FIG. 6.

C23 inhibits HG-induced cancer cell progression via PP2Cd inhibition mediated by HSP27 induction. (A) MCF-7 cells were either untreated or subjected to HG challenge in the presence or absence of CCT007093 or C23, and cell lysates underwent immunoblotting for the proteins as indicated. (B) The intracellular oxidative stress was detected by the assay of carbonyl groups in proteins. *p < 0.05 versus control; ^#p < 0.05 versus HG. (C) MCF-7 cells were transiently transfected with 0.5 μg of pG13-LUC reporter plasmid. About 6 h after transfection, cells were treated as (A). Luciferase activity was determined from the transfected cell extracts.
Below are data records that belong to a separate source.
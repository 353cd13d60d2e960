use cdc_model::{BinlogEvent, Error, RawColumn, RawRow, RowEventKind, RowsPayload, TableMap};
use mysql_async::binlog::events::{Event, EventData, OptionalMetadataField, RowsEventData};
use mysql_async::binlog::value::BinlogValue;
use mysql_async::binlog::row::BinlogRow;

/// Turn one wire-level event into a [`BinlogEvent`] plus the `log_pos`
/// recorded in its header (spec §4.4 step 2: "if the event carries a
/// positive log_pos, set the Position").
pub fn decode(event: &Event) -> cdc_model::Result<(BinlogEvent, Option<u64>)> {
    let log_pos = event.header().log_pos();
    let log_pos = if log_pos > 0 { Some(log_pos as u64) } else { None };

    let data = event
        .read_data()
        .map_err(|e| Error::Decode(format!("malformed binlog event: {e}")))?;

    let decoded = match data {
        None => BinlogEvent::Other,
        Some(EventData::TableMapEvent(tme)) => {
            let mut table_map = TableMap::new(
                tme.table_id(),
                tme.database_name().into_owned(),
                tme.table_name().into_owned(),
                tme.columns_count() as usize,
            );
            if let Some(names) = table_map_column_names(&tme) {
                table_map = table_map.with_column_names(names);
            }
            BinlogEvent::TableMap(table_map)
        }
        Some(EventData::RotateEvent(re)) => BinlogEvent::Rotate {
            next_file: re.name().into_owned(),
            position: re.position(),
        },
        Some(EventData::QueryEvent(qe)) => BinlogEvent::Query {
            database: qe.schema().into_owned(),
            sql: qe.query().into_owned(),
        },
        Some(EventData::XidEvent(_)) => BinlogEvent::Xid,
        Some(EventData::HeartbeatEvent) => BinlogEvent::Heartbeat,
        Some(EventData::RowsEvent(rows_data)) => decode_rows(rows_data)?,
        Some(_) => BinlogEvent::Other,
    };

    Ok((decoded, log_pos))
}

/// Column names from the TABLE_MAP_EVENT's optional metadata block, when the
/// source has `binlog_row_metadata = FULL` (spec §4.5 resolution order:
/// embedded names take priority over the Schema Cache). `None` under
/// `MINIMAL` metadata, where the block carries no `ColumnName` field.
fn table_map_column_names(
    tme: &mysql_async::binlog::events::TableMapEvent<'_>,
) -> Option<Vec<String>> {
    for field in tme.iter_optional_meta() {
        if let Ok(OptionalMetadataField::ColumnName(names)) = field {
            return Some(names.into_iter().map(|n| n.into_owned()).collect());
        }
    }
    None
}

fn decode_rows(rows_data: RowsEventData<'_>) -> cdc_model::Result<BinlogEvent> {
    let (table_id, kind, rows) = match rows_data {
        RowsEventData::WriteRowsEvent(ev) => {
            (ev.table_id(), RowEventKind::Write, collect_rows(ev.rows())?)
        }
        RowsEventData::DeleteRowsEvent(ev) => {
            (ev.table_id(), RowEventKind::Delete, collect_rows(ev.rows())?)
        }
        RowsEventData::UpdateRowsEvent(ev) => {
            let mut rows = Vec::new();
            for pair in ev.rows() {
                let (before, after) = pair
                    .map_err(|e| Error::Decode(format!("malformed update-rows tuple: {e}")))?;
                rows.push(convert_row(before)?);
                rows.push(convert_row(after)?);
            }
            (ev.table_id(), RowEventKind::Update, rows)
        }
        _ => return Ok(BinlogEvent::Other),
    };

    Ok(BinlogEvent::Rows(RowsPayload {
        table_id,
        kind,
        rows,
    }))
}

fn collect_rows<'a, I>(iter: I) -> cdc_model::Result<Vec<RawRow>>
where
    I: Iterator<Item = std::io::Result<BinlogRow>>,
{
    let mut out = Vec::new();
    for row in iter {
        let row = row.map_err(|e| Error::Decode(format!("malformed row tuple: {e}")))?;
        out.push(convert_row(row)?);
    }
    Ok(out)
}

fn convert_row(row: BinlogRow) -> cdc_model::Result<RawRow> {
    let width = row.len();
    let mut out = Vec::with_capacity(width);
    for idx in 0..width {
        let value = row
            .as_ref(idx)
            .map(|v| convert_value(v.clone()))
            .unwrap_or(RawColumn::Null);
        out.push(value);
    }
    Ok(out)
}

fn convert_value(value: BinlogValue<'_>) -> RawColumn {
    match value {
        BinlogValue::Value(mysql_common::Value::NULL) => RawColumn::Null,
        BinlogValue::Value(mysql_common::Value::Bytes(b)) => RawColumn::Bytes(b),
        BinlogValue::Value(mysql_common::Value::Int(i)) => RawColumn::Int(i),
        BinlogValue::Value(mysql_common::Value::UInt(u)) => RawColumn::UInt(u),
        BinlogValue::Value(mysql_common::Value::Float(f)) => RawColumn::Float(f as f64),
        BinlogValue::Value(mysql_common::Value::Double(d)) => RawColumn::Float(d),
        BinlogValue::Value(mysql_common::Value::Date(year, month, day, hour, minute, second, micros)) => {
            RawColumn::Bytes(format_date(year, month, day, hour, minute, second, micros).into_bytes())
        }
        BinlogValue::Value(mysql_common::Value::Time(is_negative, days, hours, minutes, seconds, micros)) => {
            RawColumn::Bytes(
                format_time(is_negative, days, hours, minutes, seconds, micros).into_bytes(),
            )
        }
        BinlogValue::Value(other) => RawColumn::Bytes(format!("{other:?}").into_bytes()),
        BinlogValue::Jsonb(raw) => RawColumn::Bytes(raw.as_ref().to_vec()),
        BinlogValue::JsonDiff(diff) => RawColumn::Bytes(format!("{diff:?}").into_bytes()),
    }
}

/// `YYYY-MM-DD HH:MM:SS[.ffffff]`, the natural text form of a DATE/DATETIME/
/// TIMESTAMP value, in place of `Value`'s derived `Debug` output.
fn format_date(year: u16, month: u8, day: u8, hour: u8, minute: u8, second: u8, micros: u32) -> String {
    if micros > 0 {
        format!("{year:04}-{month:02}-{day:02} {hour:02}:{minute:02}:{second:02}.{micros:06}")
    } else {
        format!("{year:04}-{month:02}-{day:02} {hour:02}:{minute:02}:{second:02}")
    }
}

/// `[-]HH:MM:SS[.ffffff]`, the natural text form of a TIME value. MySQL's
/// TIME range spans multiple days, so `days` folds into the hour component.
fn format_time(is_negative: bool, days: u32, hours: u8, minutes: u8, seconds: u8, micros: u32) -> String {
    let sign = if is_negative { "-" } else { "" };
    let total_hours = days as u64 * 24 + hours as u64;
    if micros > 0 {
        format!("{sign}{total_hours:02}:{minutes:02}:{seconds:02}.{micros:06}")
    } else {
        format!("{sign}{total_hours:02}:{minutes:02}:{seconds:02}")
    }
}

#[cfg(test)]
mod tests {
    use super::*;

    #[test]
    fn date_without_micros_has_no_fraction() {
        assert_eq!(format_date(2024, 3, 7, 9, 30, 1, 0), "2024-03-07 09:30:01");
    }

    #[test]
    fn date_with_micros_keeps_six_digit_fraction() {
        assert_eq!(
            format_date(2024, 3, 7, 9, 30, 1, 5),
            "2024-03-07 09:30:01.000005"
        );
    }

    #[test]
    fn negative_time_keeps_sign_and_folds_days_into_hours() {
        assert_eq!(format_time(true, 1, 2, 0, 0, 0), "-26:00:00");
    }

    #[test]
    fn positive_time_without_days() {
        assert_eq!(format_time(false, 0, 12, 5, 30, 0), "12:05:30");
    }
}
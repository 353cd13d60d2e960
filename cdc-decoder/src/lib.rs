//! The Row Decoder (spec §4.5): fuses TableMap metadata with Schema
//! Resolver output and a raw row tuple into a typed [`ChangeEvent`].

use cdc_model::{
    ChangeEvent, ColumnCatalog, ColumnValue, Error, RawColumn, RawRow, Result, Row, RowEventKind,
    RowsPayload, SchemaEntry, TableMap,
};
use std::collections::{HashMap, HashSet};
use std::sync::Mutex;
use tracing::warn;

/// Above this size a byte string is never considered for the
/// rune-heuristic fallback (spec §4.5 "safety ceiling").
const HEURISTIC_MAX_LEN: usize = 64 * 1024;

/// Turns [`RowsPayload`]s into [`ChangeEvent`]s. Owns the TableMap cache
/// (spec invariant: "TableMap caching is keyed by table_id; a table_id
/// may be reused after a schema change, so any TableMap event replaces
/// the prior entry"); the Schema cache lives behind the [`ColumnCatalog`]
/// implementation the caller supplies.
pub struct RowDecoder {
    table_maps: HashMap<u64, TableMap>,
    warned_mismatch: Mutex<HashSet<(String, String)>>,
    /// spec §9 open question: the byte-equals-rune heuristic is "best
    /// effort" and should be disabled by default, enabled only when a
    /// deployment has no reliable schema access.
    enable_heuristic_fallback: bool,
}

impl RowDecoder {
    pub fn new() -> Self {
        RowDecoder {
            table_maps: HashMap::new(),
            warned_mismatch: Mutex::new(HashSet::new()),
            enable_heuristic_fallback: false,
        }
    }

    pub fn with_heuristic_fallback(mut self, enabled: bool) -> Self {
        self.enable_heuristic_fallback = enabled;
        self
    }

    /// Record/replace the cache entry for a TableMap event (spec §4.1
    /// invariant: unconditional replace, never merged).
    pub fn observe_table_map(&mut self, table_map: TableMap) {
        self.table_maps.insert(table_map.table_id, table_map);
    }

    /// Decode a rows payload into a [`ChangeEvent`]. `timestamp` is the
    /// wall-clock seconds at decode time (spec §3: "integer seconds from
    /// the wall clock at decode time").
    pub async fn decode(
        &self,
        payload: &RowsPayload,
        schema: &dyn ColumnCatalog,
        timestamp: i64,
    ) -> Result<ChangeEvent> {
        let table_map = self
            .table_maps
            .get(&payload.table_id)
            .ok_or_else(|| Error::Decode(format!("table map not found for id {}", payload.table_id)))?;

        let schema_entry = schema.columns(&table_map.database, &table_map.table).await?;
        let names: Vec<String> = match &table_map.column_names {
            Some(names) => names.clone(),
            None => schema_entry.names().into_iter().map(String::from).collect(),
        };

        self.warn_on_mismatch(table_map, &payload.rows, &names);

        match payload.kind {
            RowEventKind::Write => {
                let rows = payload
                    .rows
                    .iter()
                    .map(|raw| self.decode_row(raw, &names, &schema_entry))
                    .collect();
                Ok(ChangeEvent::insert(
                    table_map.database.clone(),
                    table_map.table.clone(),
                    timestamp,
                    rows,
                ))
            }
            RowEventKind::Delete => {
                let rows = payload
                    .rows
                    .iter()
                    .map(|raw| self.decode_row(raw, &names, &schema_entry))
                    .collect();
                Ok(ChangeEvent::delete(
                    table_map.database.clone(),
                    table_map.table.clone(),
                    timestamp,
                    rows,
                ))
            }
            RowEventKind::Update => {
                let mut old_rows = Vec::with_capacity(payload.rows.len() / 2);
                let mut rows = Vec::with_capacity(payload.rows.len() / 2);
                for pair in payload.rows.chunks(2) {
                    if let [before, after] = pair {
                        old_rows.push(self.decode_row(before, &names, &schema_entry));
                        rows.push(self.decode_row(after, &names, &schema_entry));
                    }
                }
                Ok(ChangeEvent::update(
                    table_map.database.clone(),
                    table_map.table.clone(),
                    timestamp,
                    old_rows,
                    rows,
                ))
            }
        }
    }

    fn warn_on_mismatch(&self, table_map: &TableMap, rows: &[RawRow], names: &[String]) {
        let widest = rows.iter().map(|r| r.len()).max().unwrap_or(0);
        if widest > names.len() {
            let key = (table_map.database.clone(), table_map.table.clone());
            let mut warned = self.warned_mismatch.lock().unwrap();
            if warned.insert(key) {
                warn!(
                    database = table_map.database.as_str(),
                    table = table_map.table.as_str(),
                    columns = names.len(),
                    tuple_width = widest,
                    "row tuple wider than resolved column list; extra columns dropped"
                );
            }
        }
    }

    /// spec §4.5 value coercion, zipped with the column name list up to
    /// the shorter of the two lengths.
    fn decode_row(&self, raw: &RawRow, names: &[String], schema_entry: &SchemaEntry) -> Row {
        let width = raw.len().min(names.len());
        let mut row = Row::with_capacity(width);
        for idx in 0..width {
            let type_text = schema_entry.type_of(idx);
            let value = self.coerce(&raw[idx], type_text);
            row.insert(names[idx].clone(), value);
        }
        row
    }

    fn coerce(&self, raw: &RawColumn, type_text: Option<&str>) -> ColumnValue {
        match raw {
            RawColumn::Null => ColumnValue::Null,
            RawColumn::Int(i) => ColumnValue::Int(*i),
            RawColumn::UInt(u) => ColumnValue::UInt(*u),
            RawColumn::Float(f) => ColumnValue::Float(*f),
            RawColumn::Bytes(bytes) => {
                let is_textual = type_text.map(SchemaEntry::is_textual).unwrap_or(false);
                if is_textual {
                    return ColumnValue::Text(String::from_utf8_lossy(bytes).into_owned());
                }
                if type_text.is_none() && self.enable_heuristic_fallback && self.looks_textual(bytes) {
                    if let Ok(text) = std::str::from_utf8(bytes) {
                        return ColumnValue::Text(text.to_string());
                    }
                }
                ColumnValue::Bytes(bytes.clone())
            }
        }
    }

    /// spec §4.5 heuristic fallback: "byte-count equals its rune-count
    /// under UTF-8 interpretation" (i.e. every byte is a single-byte
    /// UTF-8 scalar) and below the safety ceiling.
    fn looks_textual(&self, bytes: &[u8]) -> bool {
        if bytes.len() > HEURISTIC_MAX_LEN {
            return false;
        }
        match std::str::from_utf8(bytes) {
            Ok(text) => text.chars().count() == bytes.len(),
            Err(_) => false,
        }
    }
}

impl Default for RowDecoder {
    fn default() -> Self {
        Self::new()
    }
}
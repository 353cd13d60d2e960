/// A single binlog-tuple column value, before schema-driven coercion
/// (spec §4.5). This is the boundary type between the Binlog Source
/// (which only knows wire-level kinds) and the Row Decoder (which knows
/// about TEXT/BLOB classification); it deliberately drops straight to
/// the handful of kinds the coercion rules actually distinguish.
#[derive(Debug, Clone, PartialEq)]
pub enum RawColumn {
    Null,
    Int(i64),
    UInt(u64),
    Float(f64),
    Bytes(Vec<u8>),
}

/// One row tuple as delivered in a binlog rows event, positional with the
/// resolved column list.
pub type RawRow = Vec<RawColumn>;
Values (mean ± SD) are expressed as fold over untreated control. *p < 0.05 versus control; ^#p < 0.05 versus CCT007093; ^$p < 0.05 versus HG+CCT007093. (D) MCF-7 cells were transfected with Control siRNA or HSP27 siRNA for 24 h followed by incubation with HG or HG/C23 combination for 24 h. Cell lysates underwent immunoblotting for the proteins as indicated. Uncropped blots are shown in Supplementary Figure S10. *p < 0.05 versus control; ^#p < 0.05 versus HG/Control siRNA; ^$p < 0.05 versus control/HSP27 siRNA; ♣p < 0.05 versus HG/Comp23/Control siRNA. The intracellular oxidative stress (E) and p53 transcription activity (F) were detected by the assay of carbonyl groups in proteins and luciferase reporter gene (PG13-Luc) assay from cells treated as (D). *p < 0.05 versus control; ^#p < 0.05 versus HG/Control siRNA; ^$p < 0.05 versus HG/Comp23/Control siRNA. (G) MCF-7 cells transfected with Control siRNA or HSP27 siRNA were incubated with HG or HG/C23 combination for 48 h, and subjected to wound-healing assay. MTT cell proliferation assay (H) and in vitro invasion assay (I) were performed on MCF-7 cells treated as (G). *p < 0.05 versus control; ^#p < 0.05 versus HG/Control siRNA; ^$p < 0.05 versus HG/Comp23/Control siRNA. HSP27, heat shock protein 27. Color images are available online.